We’ve all heard that cliché that money doesn’t buy happiness. And many of us have likely stumbled across the statistic that once you earn $75,000 a year the potential for money to buy happiness plateaus. Do you agree with that number? I suspect you don’t. I suspect your reaction is something along the lines of “well, maybe, but not for me because… [I’m barely making it on $100k/yr; I live in an expensive city; I have to take of my ill mother; I have to pay for college tuition; I could get a massage every week if I made more and that would DEFINITELY increase my happiness, etc.]”
Well I don’t necessarily agree with it either. But I don’t think the problem is with the number. Plenty of people are gloriously content with their lives living on $50k/year. Others are miserable living on $325k/year. I know plenty of people in both camps. And trust me, the difference is not the size of the hoard. The difference is a) mindset and b) the extent to which your spending aligns with your values.
This post is about part (b).
I am a firm believer that your actions reflect your values. This is just as true with your finances as it is with your deeds and your words. If you claim to value fitness and health, but you come home every night, eat Twinkies and watch tv, then you are lying to yourself. The same thing happens with money. If you consider yourself to be a highly generous person, yet your annual contribution to charity/family/others consists of donating old clothes that you bought at Target to Goodwill, then you are lying to yourself. This misalignment does not lead to mental wellness, either in the short or long term.

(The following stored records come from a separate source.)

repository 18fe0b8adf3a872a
pub mod chart;
pub mod context;
pub mod game_data;
pub mod link;
pub mod storage;
pub mod timers;

// Re-exports for convenience
pub use chart::{ChartError, ProgressChart};
pub use context::{AppConfig, ConfigError};
pub use game_data::{STAGE_COUNT, StageNumber, ZoneId, ZoneRegistry};
pub use link::{LinkError, MumbleLink, ZoneSource};
pub use storage::{MarathonDocument, StageRecord, StateStore, StorageError};
pub use timers::{
    Clock, DisplayTriple, ManualClock, SequenceTimer, SimpleTimer, SystemClock, Timestamp,
    ZoneTimer,
};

The key is in determining what your REAL values are and then making choices every day (and every year) that tie in to those values. A secondary, but no less important point here, is that YOUR values do not have to align with other people’s values (unless, of course, you are married to them… more on that later).
Based on hundreds of discussions with friends and family about these topics, here is my (admittedly anecdotal) estimate of how most people prioritize their money:
- Things for their children
- Things for themselves
- Health insurance
- Experiences that make them look good compared to others / inspire envy / allow beautiful Instagram posts
- Things that “everyone else is buying”
- Actual household needs
- General savings
- College savings
- Retirement savings
- Charitable giving / gifts to others
Now, looking at that list… what items do you think bring the most wellness, contentment and happiness? Which items are most likely to lead to a satisfied, full life?

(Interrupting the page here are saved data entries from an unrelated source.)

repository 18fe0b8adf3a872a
//! Error types for context operations

use thiserror::Error;

/// Errors during configuration operations
#[derive(Debug, Error)]
pub enum ConfigError {
    #[error("failed to load configuration")]
    Load(#[from] confy::ConfyError),

    #[error("failed to save configuration")]
    Save(#[source] confy::ConfyError),
}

I’m not claiming to have the answer – I’m all about the gray. It’s possible that if your No. 1 value is “family” then you may very well gain as much happiness from buying things for your children as you do saving for their college. But it’s also possible that when framed in that way, it is self-evident that an additional video game today will not reap the same psychological reward as tucking away that $30 for college. Just a thought.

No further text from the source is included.